Neither political party has truly addressed the issue of economic security, which is why the country remains a house divided against itself.
Why 2020 Was the ‘Precarity Election’ in US

Image Courtesy: AP News

While Joe Biden will be America’s next president, the 2020 election demonstrated that the basic building blocks of our electorate are evolving. What were 20th-century political anchors of meaning—“working-class” or “white-collar”—are increasingly flimsy labels that obscure critical political tensions and splits.

America’s two main political parties will not be able to produce national majorities unless they consider the changing electorate trends when fashioning their strategies. Race, gender, and rural-urban identity politics clearly remain important dividing lines, but the 2020 election highlighted a greater amount of fluidity and ideological heterogeneity than the media consensus allowed for.

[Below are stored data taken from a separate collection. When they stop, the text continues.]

// RefCell::new isn't const-friendly for these payloads; initialized lazily.
thread_local! {
    static STATE: std::cell::RefCell<Option<GameState>> = std::cell::RefCell::new(None);
    static SCREEN: std::cell::RefCell<Option<Screen>> = std::cell::RefCell::new(None);
    static PENDING_PRACTICE: std::cell::RefCell<PracticeOptions> =
        std::cell::RefCell::new(PracticeOptions::default());
    static LISTENERS_INSTALLED: std::cell::Cell<bool> = std::cell::Cell::new(false);
    static LOOP_RUNNING: std::cell::Cell<bool> = std::cell::Cell::new(false);
    static NEXT_RUN_ID: std::cell::Cell<u64> = std::cell::Cell::new(1);
}

pub(crate) fn now_ms() -> f64 {
    window()
        .and_then(|w| w.performance())
        .map(|p| p.now())
        .unwrap_or(0.0)
}

/// Store practice settings for the next `start_game("practice")` call.
pub(crate) fn set_practice_options(duration_secs: u32, difficulty: u8, speed: f64) {
    let difficulty = Difficulty::from_index(difficulty).unwrap_or(Difficulty::Easy);
    let speed = if speed.is_finite() && speed > 0.0 { speed } else { 1.0 };
    PENDING_PRACTICE.with(|cell| {
        *cell.borrow_mut() = PracticeOptions {
            duration_secs: duration_secs.max(1),
            difficulty,
            speed,
        };
    });
}

/// Begin a run: bootstrap canvas + HUD, install listeners, build fresh state,
/// and start the frame loop.
pub(crate) fn start(mode: GameMode) -> Result<(), JsValue> {
    let win = window().ok_or_else(|| JsValue::from_str("no window"))?;
    let doc = win
        .document()
        .ok_or_else(|| JsValue::from_str("no document"))?;

    // Create / reuse canvas with id tr-canvas
    let canvas: HtmlCanvasElement = if let Some(el) = doc.get_element_by_id("tr-canvas") {
        el.dyn_into()?
    } else {
        let c: HtmlCanvasElement = doc.create_element("canvas")?.dyn_into()?;
        c.set_id("tr-canvas");
        c.set_width(CANVAS_WIDTH);
        c.set_height(CANVAS_HEIGHT);
        c.set_attribute("style", "position:fixed; left:50%; top:50%; transform:translate(-50%,-50%); box-shadow:0 0 32px 0 rgba(0,0,0,0.18); border-radius:12px; border:2px solid #222; background:#0a0a14; z-index:20;").ok();
        doc.body()
            .ok_or_else(|| JsValue::from_str("no body"))?
            .append_child(&c)?;
        c
    };
    let ctx: CanvasRenderingContext2d = canvas
        .get_context("2d")?
        .ok_or_else(|| JsValue::from_str("no 2d context"))?
        .dyn_into()?;

    render::ensure_hud(&doc)?;
    install_listeners(&doc)?;

    let now = now_ms();
    let seed = now.to_bits() as u32 ^ (now.to_bits() >> 32) as u32;
    let run_id = NEXT_RUN_ID.with(|cell| {
        let id = cell.get();
        cell.set(id + 1);
        id
    });
    let practice = PENDING_PRACTICE.with(|cell| *cell.borrow());

    let mut state = GameState::new(
        mode,
        practice,
        run_id,
        now,
        seed,
        canvas.width() as f64,
        canvas.height() as f64,
    );
    render::init_background(&mut state);
    words::initialize_words(&mut state);

    SCREEN.with(|cell| cell.replace(Some(Screen { canvas, ctx })));
    STATE.with(|cell| cell.replace(Some(state)));

    start_frame_loop();
    Ok(())
}

/// Wholesale state replacement: a fresh run of the same mode under a new run
/// generation, so anything the old run left scheduled is dead on arrival.
pub(crate) fn restart() -> Result<(), JsValue> {
    let mode = STATE.with(|cell| cell.borrow().as_ref().map(|s| s.mode));
    start(mode.unwrap_or(GameMode::Level))
}

/// Power-up activation entrypoint shared by hotkeys and clickable UI.
pub(crate) fn activate_slot(slot: usize) {
    let now = now_ms();
    STATE.with(|cell| {
        if let Some(state) = cell.borrow_mut().as_mut() {
            if state.game_running && state.game_started {
                powerups::use_power_up(state, slot, now);
            }
        }
    });
}

/// Persist the ended run under `name`. Does nothing while a run is live.
pub(crate) fn submit_score(name: &str) {
    STATE.with(|cell| {
        if let Some(state) = cell.borrow().as_ref() {
            if state.game_running {
                return;
            }
            if let Some(summary) = state.summary {
                leaderboard::add_entry(
                    name,
                    summary.total_score,
                    state.level,
                    summary.wpm,
                    summary.accuracy,
                    state.missed_words,
                );
            }
        }
    });
}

Most importantly, these simplistic silos obscured the big political question, namely, to find a party that best can tend to the politics of the precariat—a massive pool of voters sharing very similar experiences, relating to employment security; the rising costs of health care, housing, and education; and the corresponding degradation in the quality of public services (which are increasingly rationed by income and employment, rather than provided with universal access).

The phenomenon of economic precarity is truly the hallmark of contemporary capitalism: the combination of automation, globalisation and cuts in social provision has generated massive economic instability for ordinary citizens—for men and women, young and old, Black and white, skilled and unskilled workers, middle class and poor alike.

The challenge is to build a more stable, secure and sustainable society, which means explicitly addressing the issue of economic precarity that largely characterises today’s capitalist system in the United States and abroad.

As one of us has written before, if any election were ripe to achieve this goal and re-establish the kind of coalition that had “sustained the Democrats electorally for decades, it was this one. But the most striking takeaway from the 2020 election is how much it “mirror[ed the profound splits] of the 2016 election, literally give or take the shift of a hundred thousand votes or so in a few key Rust Belt and Sun Belt states. … [And] despite Trump’s direct appeals to racist fears,” he and the New York Post claimed that “more than a quarter of his votes came from nonwhite Americans, ‘the highest percentage for a GOP presidential candidate since 1960.’

As with many of Trump’s boasts, this may be overblown; however, the Brookings Institution reports that as of exit poll results through November 11, in some non-battleground states, “the Democratic margins for each of the major nonwhite groups… [were] somewhat reduced.

The Black Democratic margin—while still high, at 75 percent—was the lowest in a presidential election since 2004.” Perhaps even more surprising, among Latina women, the vote for Trump rose from 25 percent in 2016 to 30 percent in 2020. This may seem strange to some, but keep in mind that anxieties related to threatened livelihoods can overshadow issues of ethnicity, gender and race.

According to a pre-election AP VoteCast survey, for 28 percent of Americans, the economy and jobs were more important than other issues in this election—and some 80 percent of this group favoured Trump.

Joe Biden’s presidential victory is now secure in terms of the Electoral College and impressive in terms of the popular vote (in which Biden received more than 77 million votes, the largest popular vote in the country’s history). However, as one of us has written before, “the coattail effect… [was] minimal (ironic, considering that this was one of the ostensible rationales for Democrats selecting a moderate like the former vice president, as opposed to a progressive, such as Bernie Sanders). [The GOP remains favored to]… retain control of the Senate, and while the ‘Democrats will keep their majority in the House of Representatives,’” as ABC News reports, “after all the votes are counted, they could wind up with the slimmest House majority in 20 years.” And Donald Trump himself registered more than 72 million votes.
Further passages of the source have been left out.